Startup stage, completes to enter after the normal operation stage, high-temperature flue gas in pyrolysis drum cavity is delivered in drying drum cavity the house refuse in rotating cylinder in drying drum is carried out heat exchange dries, drying drum burner switches to auxiliary thermal source, continue through pyrolysis drum burner combustion heat supplying in pyrolysis drum cavity after the combustion gas mixing of air and the output of combustion gas memorizer and produce high-temperature flue gas, the water flowed out through the flue gas of heat exchange and high-temperature steam memorizer bottom in drying drum cavity enters in flue gas waste heat recovery apparatus and carries out heat exchange, the water that high-temperature steam memorizer bottom is flowed out absorbs the heat of flue gas and is formed in high-temperature steam entrance high-temperature steam memorizer, fume afterheat is discharged after being absorbed；

2) pyrolysis gas being sent into gas washing section, pass sequentially through one-level aeration tower and two grades of aeration towers carry out purified treatment, the pyrolysis gas after washing enters combustion gas memorizer；

The water that the high temperature circulation water of two grades of aeration towers and high-temperature steam memorizer bottom are flowed out enters in pyrolysis gas waste-heat recovery device and carries out heat exchange, the water that high-temperature steam memorizer bottom is flowed out absorbs the heat of the high temperature circulation water of two grades of aeration towers and is formed in high-temperature steam entrance high-temperature steam memorizer, and the high temperature circulation water of two grades of aeration towers discharges waste heat and loops back two grades of aeration towers.

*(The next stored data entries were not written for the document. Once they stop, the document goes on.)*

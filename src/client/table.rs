//! State of the searchable, paginated tools table.
//!
//! The table never performs I/O itself. Operations that need data hand out a request
//! ([`SearchTicket`], [`EntriesRequest`]); the caller fetches it and feeds the result back.
//! Results for requests that were superseded in the meantime are dropped.

use super::api::ClientError;
use crate::models::{Tool, VoteOutcome};
use crate::pagination::{page_count, Page};
use crate::response::EntriesBody;
use crate::search::SearchTerm;
use crate::view::EntriesView;
use std::collections::HashMap;

/// A search the table is waiting for.
#[derive(Clone, Debug, PartialEq, Eq)]
pub struct SearchTicket {
    pub seq: u64,
    pub term: SearchTerm,
}

/// A page fetch the table is waiting for.
#[derive(Clone, Copy, Debug, PartialEq, Eq)]
pub struct EntriesRequest {
    pub view: EntriesView,
    pub page: Page,
    /// Search generation the request was issued under.
    seq: u64,
}

#[derive(Clone, Debug, Default)]
pub struct SearchTable {
    view: EntriesView,
    page: u32,
    searching: bool,
    rows: Vec<Tool>,
    max_count: u64,
    first_pages: HashMap<EntriesView, EntriesBody>,
    seq: u64,
}

impl SearchTable {
    pub fn new() -> Self {
        SearchTable {
            page: 1,
            ..Default::default()
        }
    }

    /// Install the first page of both views and show the standard one.
    pub fn load(&mut self, standard: EntriesBody, recently_added: EntriesBody) {
        self.first_pages.insert(EntriesView::Standard, standard);
        self.first_pages.insert(EntriesView::RecentlyAdded, recently_added);
        self.view = EntriesView::Standard;
        self.show_first_page();
    }

    pub fn rows(&self) -> &[Tool] {
        &self.rows
    }

    pub fn view(&self) -> EntriesView {
        self.view
    }

    pub fn page(&self) -> u32 {
        self.page
    }

    pub fn is_searching(&self) -> bool {
        self.searching
    }

    /// Row count the pager is sized from: total tools, or 1 while showing search results.
    pub fn max_count(&self) -> u64 {
        self.max_count
    }

    pub fn total_pages(&self) -> u32 {
        page_count(self.max_count)
    }

    fn show_first_page(&mut self) {
        let (rows, count) = self
            .first_pages
            .get(&self.view)
            .map(|b| (b.tools.clone(), b.count))
            .unwrap_or_default();
        self.rows = rows;
        self.max_count = count;
        self.page = 1;
    }

    /// React to the search input. Returns the search to run, or `None` when the input is too
    /// short, in which case search mode ends and the active view's first page is shown again.
    pub fn begin_search(&mut self, input: &str) -> Option<SearchTicket> {
        self.seq += 1;
        let term = SearchTerm::parse(input);
        if term.is_searchable() {
            return Some(SearchTicket { seq: self.seq, term });
        }
        self.searching = false;
        self.show_first_page();
        None
    }

    /// Apply search results. Returns false when the ticket was superseded.
    pub fn finish_search(&mut self, ticket: &SearchTicket, rows: Vec<Tool>) -> bool {
        if ticket.seq != self.seq {
            tracing::debug!(term = %ticket.term.as_str(), "dropping stale search results");
            return false;
        }
        self.rows = rows;
        self.page = 1;
        self.max_count = 1;
        self.searching = true;
        true
    }

    /// Switch between the standard and recently added views. Returns false if already active.
    pub fn change_view(&mut self, view: EntriesView) -> bool {
        if view == self.view {
            return false;
        }
        self.view = view;
        self.show_first_page();
        true
    }

    /// Page fetch for the pager, or `None` while searching or when `n` is the current page.
    pub fn page_request(&self, n: u32) -> Option<EntriesRequest> {
        if self.searching || n == self.page {
            return None;
        }
        Some(EntriesRequest {
            view: self.view,
            page: Page::new(n),
            seq: self.seq,
        })
    }

    /// Apply a fetched page. Failures and superseded requests leave the table unchanged.
    pub fn finish_page(&mut self, request: &EntriesRequest, result: Result<Vec<Tool>, ClientError>) -> bool {
        let rows = match result {
            Ok(rows) => rows,
            Err(e) => {
                tracing::error!(
                    view = %request.view,
                    page = request.page.number(),
                    error = %e,
                    "An error happened while trying to paginate through the results"
                );
                return false;
            }
        };
        if request.view != self.view || request.seq != self.seq || self.searching {
            tracing::debug!(view = %request.view, page = request.page.number(), "dropping stale page");
            return false;
        }
        self.rows = rows;
        self.page = request.page.number();
        true
    }

    /// Reflect a vote outcome in every copy of the tool the table holds.
    pub fn apply_vote(&mut self, outcome: &VoteOutcome) {
        let cached = self.first_pages.values_mut().flat_map(|b| b.tools.iter_mut());
        for tool in self.rows.iter_mut().chain(cached) {
            if tool.id == outcome.tool_id {
                tool.upvotes = outcome.upvotes;
            }
        }
    }
}

#[cfg(test)]
mod tests {
    use super::*;
    use chrono::Utc;

    fn tool(id: i64, name: &str) -> Tool {
        Tool {
            id,
            name: name.to_string(),
            description: None,
            website_url: None,
            github_url: None,
            submitted_by: None,
            upvotes: 0,
            created_at: Utc::now(),
            categories: Vec::new(),
        }
    }

    fn loaded() -> SearchTable {
        let mut table = SearchTable::new();
        table.load(
            EntriesBody {
                tools: vec![tool(1, "ripgrep"), tool(2, "fd")],
                count: 42,
            },
            EntriesBody {
                tools: vec![tool(9, "zoxide")],
                count: 42,
            },
        );
        table
    }

    fn names(table: &SearchTable) -> Vec<&str> {
        table.rows().iter().map(|t| t.name.as_str()).collect()
    }

    #[test]
    fn load_shows_standard_view() {
        let table = loaded();
        assert_eq!(table.view(), EntriesView::Standard);
        assert_eq!(names(&table), ["ripgrep", "fd"]);
        assert_eq!(table.total_pages(), 5);
        assert_eq!(table.page(), 1);
    }

    #[test]
    fn short_input_clears_search() {
        let mut table = loaded();
        let ticket = table.begin_search("ripg").unwrap();
        assert!(table.finish_search(&ticket, vec![tool(1, "ripgrep")]));
        assert!(table.is_searching());
        assert_eq!(table.total_pages(), 1);

        assert!(table.begin_search("rip").is_none());
        assert!(!table.is_searching());
        assert_eq!(names(&table), ["ripgrep", "fd"]);
        assert_eq!(table.max_count(), 42);
    }

    #[test]
    fn empty_search_results_are_shown_as_empty() {
        let mut table = loaded();
        let ticket = table.begin_search("nothing like this").unwrap();
        table.finish_search(&ticket, Vec::new());
        assert!(table.rows().is_empty());
        assert!(table.is_searching());
    }

    #[test]
    fn stale_search_results_are_dropped() {
        let mut table = loaded();
        let older = table.begin_search("ripg").unwrap();
        let newer = table.begin_search("ripgrep").unwrap();
        assert!(table.finish_search(&newer, vec![tool(1, "ripgrep")]));
        assert!(!table.finish_search(&older, vec![tool(5, "ripgrep-all")]));
        assert_eq!(names(&table), ["ripgrep"]);
    }

    #[test]
    fn clearing_search_drops_in_flight_results() {
        let mut table = loaded();
        let ticket = table.begin_search("ripg").unwrap();
        table.begin_search("");
        assert!(!table.finish_search(&ticket, vec![tool(1, "ripgrep")]));
        assert!(!table.is_searching());
    }

    #[test]
    fn change_view_resets_page() {
        let mut table = loaded();
        let req = table.page_request(3).unwrap();
        table.finish_page(&req, Ok(vec![tool(30, "bat")]));
        assert_eq!(table.page(), 3);

        assert!(table.change_view(EntriesView::RecentlyAdded));
        assert_eq!(table.page(), 1);
        assert_eq!(names(&table), ["zoxide"]);
        assert!(!table.change_view(EntriesView::RecentlyAdded));
    }

    #[test]
    fn page_request_targets_active_view_and_page() {
        let mut table = loaded();
        assert_eq!(table.page_request(1), None);
        let req = table.page_request(2).unwrap();
        assert_eq!((req.view, req.page.number()), (EntriesView::Standard, 2));

        table.change_view(EntriesView::RecentlyAdded);
        let req = table.page_request(4).unwrap();
        assert_eq!((req.view, req.page.number()), (EntriesView::RecentlyAdded, 4));
    }

    #[test]
    fn no_paging_while_searching() {
        let mut table = loaded();
        let ticket = table.begin_search("ripgrep").unwrap();
        table.finish_search(&ticket, vec![tool(1, "ripgrep")]);
        assert_eq!(table.page_request(2), None);
    }

    #[test]
    fn failed_page_leaves_state() {
        let mut table = loaded();
        let req = table.page_request(2).unwrap();
        let err = ClientError::Status {
            status: reqwest::StatusCode::INTERNAL_SERVER_ERROR,
            message: "internal error".into(),
        };
        assert!(!table.finish_page(&req, Err(err)));
        assert_eq!(table.page(), 1);
        assert_eq!(names(&table), ["ripgrep", "fd"]);
    }

    #[test]
    fn page_for_previous_view_is_dropped() {
        let mut table = loaded();
        let req = table.page_request(2).unwrap();
        table.change_view(EntriesView::RecentlyAdded);
        assert!(!table.finish_page(&req, Ok(vec![tool(11, "exa")])));
        assert_eq!(names(&table), ["zoxide"]);
    }

    #[test]
    fn vote_updates_rows_and_cache() {
        let mut table = loaded();
        table.apply_vote(&VoteOutcome {
            tool_id: 2,
            upvotes: 7,
            voted: true,
            changed: true,
        });
        assert_eq!(table.rows()[1].upvotes, 7);
        table.change_view(EntriesView::RecentlyAdded);
        table.change_view(EntriesView::Standard);
        assert_eq!(table.rows()[1].upvotes, 7);
    }
}
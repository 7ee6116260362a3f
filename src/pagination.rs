//! Fixed-size page arithmetic shared by the server and the table model.

use crate::error::AppError;

/// Rows per page in every listing.
pub const PAGE_SIZE: u32 = 10;

/// 1-indexed page number.
#[derive(Clone, Copy, Debug, PartialEq, Eq)]
pub struct Page(u32);

impl Page {
    pub const FIRST: Page = Page(1);

    /// Page number clamped to a minimum of 1.
    pub fn new(n: u32) -> Self {
        Page(n.max(1))
    }

    /// Parse the optional `page` query value. Absent means the first page.
    pub fn from_query(raw: Option<&str>) -> Result<Self, AppError> {
        match raw.map(str::trim) {
            None | Some("") => Ok(Page::FIRST),
            Some(s) => s
                .parse::<u32>()
                .map(Page::new)
                .map_err(|_| AppError::BadRequest(format!("invalid page: {}", s))),
        }
    }

    pub fn number(self) -> u32 {
        self.0
    }

    pub fn offset(self) -> u64 {
        (self.0 as u64 - 1) * PAGE_SIZE as u64
    }

    pub fn limit(self) -> u32 {
        PAGE_SIZE
    }
}

impl Default for Page {
    fn default() -> Self {
        Page::FIRST
    }
}

/// Number of pages needed to show `count` rows; never less than one.
pub fn page_count(count: u64) -> u32 {
    let pages = count.div_ceil(PAGE_SIZE as u64);
    pages.max(1).min(u32::MAX as u64) as u32
}

#[cfg(test)]
mod tests {
    use super::*;

    #[test]
    fn offset_calculation() {
        assert_eq!(Page::new(1).offset(), 0);
        assert_eq!(Page::new(2).offset(), 10);
        assert_eq!(Page::new(7).offset(), 60);
    }

    #[test]
    fn clamps_page() {
        assert_eq!(Page::new(0), Page::FIRST);
    }

    #[test]
    fn parses_query_value() {
        assert_eq!(Page::from_query(None).unwrap(), Page::FIRST);
        assert_eq!(Page::from_query(Some("")).unwrap(), Page::FIRST);
        assert_eq!(Page::from_query(Some("3")).unwrap().number(), 3);
        assert_eq!(Page::from_query(Some("0")).unwrap(), Page::FIRST);
        assert!(matches!(Page::from_query(Some("two")), Err(AppError::BadRequest(_))));
        assert!(matches!(Page::from_query(Some("-1")), Err(AppError::BadRequest(_))));
    }

    #[test]
    fn page_counts() {
        assert_eq!(page_count(0), 1);
        assert_eq!(page_count(1), 1);
        assert_eq!(page_count(10), 1);
        assert_eq!(page_count(11), 2);
        assert_eq!(page_count(95), 10);
    }
}
//! Request extractors.

mod voter;
pub use voter::{LOGIN_REQUIRED, USER_ID_HEADER};
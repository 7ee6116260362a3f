//! Coalesces bursts of calls, e.g. keystrokes, into the last one.

use std::sync::atomic::{AtomicU64, Ordering};
use std::sync::Arc;
use std::time::Duration;

#[derive(Clone, Debug, Default)]
pub struct Debouncer {
    generation: Arc<AtomicU64>,
}

impl Debouncer {
    pub fn new() -> Self {
        Self::default()
    }

    /// Wait `delay`; true if no later call to `settle` started in the meantime.
    pub async fn settle(&self, delay: Duration) -> bool {
        let mine = self.generation.fetch_add(1, Ordering::SeqCst) + 1;
        tokio::time::sleep(delay).await;
        self.generation.load(Ordering::SeqCst) == mine
    }
}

12. the closed low temperature pyrogenation method of the house refuse internal recycle based on decoupling burning according to claim 11, it is characterised in that before house refuse enters drying drum, first in disintegrating machine, carry out machine cuts, in extruder, then carry out dehydration.

13. the closed low temperature pyrogenation method of the house refuse internal recycle based on decoupling burning according to claim 11, it is characterised in that before pyrolysis gas enters one-level aeration tower, first in cyclone dust collector, carry out dust removal process.

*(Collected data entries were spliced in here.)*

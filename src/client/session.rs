//! Drives a [`SearchTable`] against the API: initial load, debounced search, paging, votes.

use super::api::{ApiClient, ClientError};
use super::debounce::Debouncer;
use super::notify::{Toast, VoteAction};
use super::table::SearchTable;
use crate::pagination::Page;
use crate::view::EntriesView;
use reqwest::StatusCode;
use std::collections::HashSet;
use std::time::Duration;
use tokio::sync::Mutex;

pub const DEFAULT_DEBOUNCE: Duration = Duration::from_millis(250);

/// Shareable across tasks; every keystroke may call [`TableSession::type_search`] concurrently.
pub struct TableSession {
    client: ApiClient,
    table: Mutex<SearchTable>,
    voted: Mutex<HashSet<i64>>,
    debouncer: Debouncer,
    delay: Duration,
}

impl TableSession {
    /// Fetch the first page of both views and build the session around them.
    pub async fn open(client: ApiClient) -> Result<Self, ClientError> {
        let (standard, recently_added) = tokio::try_join!(
            client.entries(EntriesView::Standard, Page::FIRST),
            client.entries(EntriesView::RecentlyAdded, Page::FIRST),
        )?;
        let mut table = SearchTable::new();
        table.load(standard, recently_added);
        tracing::debug!(count = table.max_count(), "table loaded");

        Ok(TableSession {
            client,
            table: Mutex::new(table),
            voted: Mutex::new(HashSet::new()),
            debouncer: Debouncer::new(),
            delay: DEFAULT_DEBOUNCE,
        })
    }

    pub fn with_debounce(mut self, delay: Duration) -> Self {
        self.delay = delay;
        self
    }

    /// Copy of the current table state.
    pub async fn snapshot(&self) -> SearchTable {
        self.table.lock().await.clone()
    }

    /// Handle new search input. Input superseded within the debounce delay is skipped.
    pub async fn type_search(&self, input: &str) -> Result<(), ClientError> {
        if !self.debouncer.settle(self.delay).await {
            return Ok(());
        }
        let ticket = self.table.lock().await.begin_search(input);
        let Some(ticket) = ticket else {
            return Ok(());
        };
        let rows = self
            .client
            .search(ticket.term.as_str(), Page::FIRST)
            .await
            .inspect_err(|e| tracing::warn!(term = %ticket.term.as_str(), error = %e, "search failed"))?;
        self.table.lock().await.finish_search(&ticket, rows);
        Ok(())
    }

    pub async fn switch_view(&self, view: EntriesView) -> bool {
        self.table.lock().await.change_view(view)
    }

    /// Fetch page `n` of the active view. Returns whether the table now shows it.
    pub async fn go_to_page(&self, n: u32) -> bool {
        let request = self.table.lock().await.page_request(n);
        let Some(request) = request else {
            return false;
        };
        let result = self
            .client
            .entries(request.view, request.page)
            .await
            .map(|body| body.tools);
        self.table.lock().await.finish_page(&request, result)
    }

    /// Vote for a tool, or withdraw the vote if this session already cast one.
    /// Returns the toasts to show, in order.
    pub async fn toggle_vote(&self, tool_id: i64) -> Vec<Toast> {
        if self.client.user().is_none() {
            return vec![Toast::no_login_vote()];
        }
        let action = if self.voted.lock().await.contains(&tool_id) {
            VoteAction::Remove
        } else {
            VoteAction::Add
        };

        let mut toasts = vec![action.loading()];
        let result = match action {
            VoteAction::Add => self.client.vote(tool_id).await,
            VoteAction::Remove => self.client.unvote(tool_id).await,
        };
        match result {
            Ok(outcome) => {
                {
                    let mut voted = self.voted.lock().await;
                    if outcome.voted {
                        voted.insert(tool_id);
                    } else {
                        voted.remove(&tool_id);
                    }
                }
                self.table.lock().await.apply_vote(&outcome);
                toasts.push(if outcome.changed { action.success() } else { Toast::vote_error() });
            }
            Err(e) if e.status() == Some(StatusCode::UNAUTHORIZED) => {
                toasts.push(Toast::no_login_vote());
            }
            Err(e) => {
                tracing::error!(tool_id, error = %e, "vote failed");
                toasts.push(action.failure());
            }
        }
        toasts
    }
}
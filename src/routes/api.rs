//! Directory API routes, mounted under `/api`.

use crate::handlers::{category, get_entries, query_search, unvote, vote};
use crate::state::AppState;
use axum::{routing::get, routing::post, Router};

pub fn api_routes(state: AppState) -> Router {
    Router::new()
        .route("/querySearch/:term", get(query_search))
        .route("/getEntries", get(get_entries))
        .route("/category/:id", get(category))
        .route("/tools/:id/vote", post(vote).delete(unvote))
        .with_state(state)
}
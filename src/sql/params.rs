//! Typed bind values for built queries.

use sqlx::postgres::{PgArguments, Postgres};
use sqlx::query::Query;

/// A value bound to a positional placeholder.
#[derive(Clone, Debug, PartialEq)]
pub enum BindValue {
    I32(i32),
    I64(i64),
    Text(String),
    Uuid(uuid::Uuid),
}

impl From<i32> for BindValue {
    fn from(n: i32) -> Self {
        BindValue::I32(n)
    }
}

impl From<i64> for BindValue {
    fn from(n: i64) -> Self {
        BindValue::I64(n)
    }
}

impl From<String> for BindValue {
    fn from(s: String) -> Self {
        BindValue::Text(s)
    }
}

impl From<uuid::Uuid> for BindValue {
    fn from(u: uuid::Uuid) -> Self {
        BindValue::Uuid(u)
    }
}

/// Bind `params` in placeholder order.
pub fn bind_all<'q>(
    mut query: Query<'q, Postgres, PgArguments>,
    params: &'q [BindValue],
) -> Query<'q, Postgres, PgArguments> {
    for p in params {
        query = match p {
            BindValue::I32(n) => query.bind(*n),
            BindValue::I64(n) => query.bind(*n),
            BindValue::Text(s) => query.bind(s.as_str()),
            BindValue::Uuid(u) => query.bind(*u),
        };
    }
    query
}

14. the closed low temperature pyrogenation method of the house refuse internal recycle based on decoupling burning according to claim 11, it is characterized in that, pyrolysis gas is carried out alkalescence cold water spray by described one-level aeration tower, and the pyrolysis gas that one-level aeration tower is exported by two grades of aeration towers carries out dynamic wave scrubbing.